Payne Hackenbracht & Sullivan

Buy American Act

The Buy American Act (41 USC. 10) and the attendant Executive Order 10582, December 17, 1954, as amended, essentially provide that unless it is inconsistent with the public interest, or the cost is unreasonable, only such unmanufactured articles, materials, and supplies, as have been mined or produced in the United States, and only such manufactured articles, materials, and supplies as have been manufactured in the United States substantially all from articles, materials or supplies mined, produced, or manufactured in the United States shall be acquired for public use. With respect to construction contracts, the regulations found at FAR 25.2 apply to contracts for the construction, alteration, or repair of any public building or public work in the United States.

It is the policy of the Act that only domestic construction materials be used in construction in the United States, except when:

(1) The cost would be unreasonable, i.e., the cost of domestic construction material exceeds the cost of foreign construction material by more than 6 percent, unless the agency head determines a higher percentage to be appropriate (see Executive Order 10582);

(2) The head of the contracting activity or designee determines the construction material is not mined, produced, or manufactured in the United States in sufficient and reasonably available commercial quantities of a satisfactory quality (see 25.108);

(3) The agency head determines that application of the restrictions of the Buy American Act to a particular construction material would be impracticable; or

(4) The agency head determines that application of the restrictions of the Buy American Act to a particular construction material would be inconsistent with the public interest. Under this authority, agencies may have agreements with foreign governments that provide blanket exceptions to the Buy American Act (e.g., Trade Agreements Act and North American Free Trade Agreement (NAFTA)).

The Act, unfortunately, is frequently misunderstood by construction contractors. It is important to remember that a "domestic construction material" means (a) an unmanufactured construction material mined or produced in the United States or (b) a construction material manufactured in the United States if the cost of its components mined, produced or manufactured in the United States exceeds 50% of the cost of all of its components. Therefore, in determining whether a particular construction material complies with the Buy American Act, it must be first determined whether or not the material is a domestic material, as defined by the clause. If it is not, it violates the Buy American Act unless one of the exceptions apply. If the material is manufactured in the United States, it will only comply with the Buy American Act if 50% of the cost of its components are mined, produced, or manufactured in the United States.

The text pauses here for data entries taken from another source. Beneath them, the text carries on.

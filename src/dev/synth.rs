//! Realistic-looking synthetic customers: names from word lists, emails built from the same
//! first and last name, ages uniform in `[18, 80]`.

use crate::model::NewCustomer;
use rand::rngs::StdRng;
use rand::seq::SliceRandom;
use rand::{Rng, SeedableRng};
use std::ops::RangeInclusive;

pub const AGE_RANGE: RangeInclusive<i32> = 18..=80;

const FIRST_NAMES: &[&str] = &[
    "James", "Mary", "Robert", "Patricia", "John", "Jennifer", "Michael", "Linda", "David",
    "Elizabeth", "William", "Barbara", "Richard", "Susan", "Joseph", "Jessica", "Thomas", "Sarah",
    "Christopher", "Karen", "Charles", "Lisa", "Daniel", "Nancy", "Matthew", "Betty", "Anthony",
    "Sandra", "Mark", "Margaret", "Donald", "Ashley", "Steven", "Kimberly", "Andrew", "Emily",
    "Paul", "Donna", "Joshua", "Michelle", "Kenneth", "Carol", "Kevin", "Amanda", "Brian",
    "Melissa", "George", "Deborah", "Timothy", "Stephanie", "Ronald", "Rebecca", "Jason", "Laura",
    "Edward", "Sharon", "Jeffrey", "Cynthia", "Ryan", "Kathleen", "Jacob", "Amy", "Gary", "Angela",
];

const LAST_NAMES: &[&str] = &[
    "Smith", "Johnson", "Williams", "Brown", "Jones", "Garcia", "Miller", "Davis", "Rodriguez",
    "Martinez", "Hernandez", "Lopez", "Gonzalez", "Wilson", "Anderson", "Thomas", "Taylor",
    "Moore", "Jackson", "Martin", "Lee", "Perez", "Thompson", "White", "Harris", "Sanchez", "Clark",
    "Ramirez", "Lewis", "Robinson", "Walker", "Young", "Allen", "King", "Wright", "Scott", "Torres",
    "Nguyen", "Hill", "Flores", "Green", "Adams", "Nelson", "Baker", "Hall", "Rivera", "Campbell",
    "Mitchell", "Carter", "Roberts", "Gomez", "Phillips", "Evans", "Turner", "Diaz", "Parker",
    "Cruz", "Edwards", "Collins", "Reyes", "Stewart", "Morris", "Morales", "Murphy",
];

const PREFIXES: &[&str] = &["Mr.", "Mrs.", "Ms.", "Dr.", "Miss"];
const SUFFIXES: &[&str] = &["Jr.", "MD", "PhD", "DDS", "DVM", "II", "III"];

const WORDS: &[&str] = &[
    "amber", "atlas", "birch", "cedar", "cobalt", "coral", "delta", "ember", "falcon", "fern",
    "harbor", "indigo", "juniper", "lark", "maple", "meadow", "nova", "onyx", "orchid", "pine",
    "quartz", "raven", "river", "sage", "sierra", "summit", "tidal", "willow", "zephyr", "aspen",
];

const DOMAINS: &[&str] = &[
    "example.com", "example.org", "example.net", "gmail.com", "yahoo.com", "hotmail.com",
    "outlook.com", "icloud.com", "proton.me", "mail.com",
];

/// Anything that can produce candidate customers for the bulk generator.
pub trait CustomerSource {
    fn draw(&mut self) -> NewCustomer;
}

pub struct SyntheticCustomers<R> {
    rng: R,
}

impl SyntheticCustomers<StdRng> {
    /// Same seed, same sequence.
    pub fn seeded(seed: u64) -> Self {
        SyntheticCustomers::new(StdRng::seed_from_u64(seed))
    }

    pub fn from_entropy() -> Self {
        SyntheticCustomers::new(StdRng::from_entropy())
    }
}

impl<R: Rng> SyntheticCustomers<R> {
    pub fn new(rng: R) -> Self {
        SyntheticCustomers { rng }
    }

    fn pick(&mut self, words: &[&'static str]) -> &'static str {
        words.choose(&mut self.rng).copied().unwrap_or_default()
    }

    fn person(&mut self) -> (&'static str, &'static str) {
        (self.pick(FIRST_NAMES), self.pick(LAST_NAMES))
    }

    /// A full display name, occasionally with a title prefix or suffix.
    pub fn name(&mut self) -> String {
        let (first, last) = self.person();
        self.display_name(first, last)
    }

    fn display_name(&mut self, first: &str, last: &str) -> String {
        let roll: u8 = self.rng.gen_range(0..100);
        match roll {
            0..=7 => format!("{} {} {}", self.pick(PREFIXES), first, last),
            8..=11 => format!("{} {} {}", first, last, self.pick(SUFFIXES)),
            _ => format!("{} {}", first, last),
        }
    }

    /// An email address for a random person.
    pub fn email(&mut self) -> String {
        let (first, last) = self.person();
        self.email_for(first, last)
    }

    /// An email address built from `first` and `last`. Local parts come in several shapes so
    /// collisions stay rare.
    pub fn email_for(&mut self, first: &str, last: &str) -> String {
        let first = first.to_ascii_lowercase();
        let last = last.to_ascii_lowercase();
        let local = match self.rng.gen_range(0..6) {
            0 => format!("{}.{}", first, last),
            1 => format!("{}{}", first, last),
            2 => format!("{}{}", &first[..1], last),
            3 => format!("{}{}", last, self.rng.gen_range(1..100)),
            4 => format!("{}_{}{}", first, self.pick(WORDS), self.rng.gen_range(1..1000)),
            _ => format!("{}.{}{}", last, first, self.rng.gen_range(10..10_000)),
        };
        format!("{}@{}", local, self.pick(DOMAINS))
    }

    pub fn age(&mut self) -> i32 {
        self.rng.gen_range(AGE_RANGE)
    }
}

impl<R: Rng> CustomerSource for SyntheticCustomers<R> {
    fn draw(&mut self) -> NewCustomer {
        let (first, last) = self.person();
        NewCustomer {
            name: self.display_name(first, last),
            email: self.email_for(first, last),
            age: self.age(),
        }
    }
}

#[cfg(test)]
mod tests {
    use super::*;
    use crate::service::RequestValidator;

    #[test]
    fn drawn_customers_pass_validation() {
        let mut synth = SyntheticCustomers::seeded(42);
        for _ in 0..500 {
            let c = synth.draw();
            assert!(AGE_RANGE.contains(&c.age), "age {} out of range", c.age);
            RequestValidator::validate_new(&c).unwrap();
        }
    }

    #[test]
    fn same_seed_same_sequence() {
        let mut a = SyntheticCustomers::seeded(7);
        let mut b = SyntheticCustomers::seeded(7);
        for _ in 0..50 {
            assert_eq!(a.draw(), b.draw());
        }
    }

    #[test]
    fn ages_cover_both_bounds() {
        let mut synth = SyntheticCustomers::seeded(1);
        let ages: Vec<i32> = (0..5_000).map(|_| synth.age()).collect();
        assert_eq!(ages.iter().min(), Some(&18));
        assert_eq!(ages.iter().max(), Some(&80));
    }

    #[test]
    fn emails_are_lowercase_with_known_domain() {
        let mut synth = SyntheticCustomers::seeded(3);
        for _ in 0..200 {
            let email = synth.email();
            let (local, domain) = email.split_once('@').unwrap();
            assert!(!local.is_empty());
            assert!(DOMAINS.contains(&domain));
            assert_eq!(email, email.to_ascii_lowercase());
        }
    }

    #[test]
    fn email_uses_the_drawn_name() {
        let mut synth = SyntheticCustomers::seeded(11);
        for _ in 0..300 {
            let c = synth.draw();
            let words: Vec<&str> = c.name.split(' ').collect();
            let (first, last) = if PREFIXES.contains(&words[0]) {
                (words[1], words[2])
            } else {
                (words[0], words[1])
            };
            let local = c.email.split_once('@').unwrap().0;
            assert!(
                local.contains(&last.to_ascii_lowercase()) || local.contains(&first.to_ascii_lowercase()),
                "{} does not come from {}",
                c.email,
                c.name
            );
        }
    }
}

Great care should be taken to avoid violations of the Buy American Act because of the possibility that an intentional violation may result in the debarment of the contractor for a period of up to three years. A contractor must request permission to use a foreign construction material, preferably before bidding, and must show that such use of a foreign material is waranted.

It is also possible to request permission to use a foreign material after award, if circumstances allow for an exception, upon application to the government. This rule follows John C. Grimberg Company, Inc. v. U.S., in which the Federal Circuit in effect decided that the Defense Department's practice of denying postaward waivers was unreasonable.

Before the government is required to make a postaward determination regarding the applicability of the Buy American Act, however, the contractor must explain why the determination could not have been requested before award or why the need for a determination otherwise was not reasonably foreseeable.